This document is an excerpt from the EUR-Lex website

Document 32023R1632

    Uitvoeringsverordening (EU) 2023/1632 van de Commissie van 11 augustus 2023 tot opening van een onderzoek naar de mogelijke ontwijking van de bij Uitvoeringsverordening (EU) 2021/2012 van de Commissie ingestelde antidumpingmaatregelen ten aanzien van koudgewalste platte producten van roestvrij staal van oorsprong uit Indonesië door de invoer van uit Taiwan, Turkije en Vietnam verzonden producten, al dan niet aangegeven als van oorsprong uit Taiwan, Turkije en Vietnam, en tot onderwerping van de invoer van uit Taiwan, Turkije en Vietnam verzonden koudgewalste platte producten van roestvrij staal aan registratie.

    C/2023/5442

    PB L 202 van 14.8.2023, p. 16–21 (BG, ES, CS, DA, DE, ET, EL, EN, FR, GA, HR, IT, LV, LT, HU, MT, NL, PL, PT, RO, SK, SL, FI, SV)

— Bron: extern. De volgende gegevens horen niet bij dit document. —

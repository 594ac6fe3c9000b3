//! Configuration file parsing (HOCON format, which also accepts plain JSON).

use std::path::Path;

use crate::common::error::ConfigError;
use crate::config::types::Config;
use hocon::HoconLoader;

/// Load configuration from a HOCON or JSON file.
pub fn load_config(path: impl AsRef<Path>) -> Result<Config, ConfigError> {
    let path = path.as_ref();

    let content = std::fs::read_to_string(path).map_err(|e| ConfigError::IoError {
        path: path.display().to_string(),
        source: e,
    })?;

    load_config_str(&content)
}

/// Load configuration from a HOCON or JSON string.
pub fn load_config_str(content: &str) -> Result<Config, ConfigError> {
    HoconLoader::new()
        .load_str(content)
        .map_err(|e| ConfigError::ParseError {
            message: e.to_string(),
        })?
        .resolve()
        .map_err(|e| ConfigError::ParseError {
            message: e.to_string(),
        })
}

    Legal status of the document In force

    ELI: http://data.europa.eu/eli/reg_impl/2023/1632/oj

    14.8.2023   

    NL

    Publicatieblad van de Europese Unie

    L 202/16


    UITVOERINGSVERORDENING (EU) 2023/1632 VAN DE COMMISSIE

    van 11 augustus 2023

    tot opening van een onderzoek naar de mogelijke ontwijking van de bij Uitvoeringsverordening (EU) 2021/2012 van de Commissie ingestelde antidumpingmaatregelen ten aanzien van koudgewalste platte producten van roestvrij staal van oorsprong uit Indonesië door de invoer van uit Taiwan, Turkije en Vietnam verzonden producten, al dan niet aangegeven als van oorsprong uit Taiwan, Turkije en Vietnam, en tot onderwerping van de invoer van uit Taiwan, Turkije en Vietnam verzonden koudgewalste platte producten van roestvrij staal aan registratie.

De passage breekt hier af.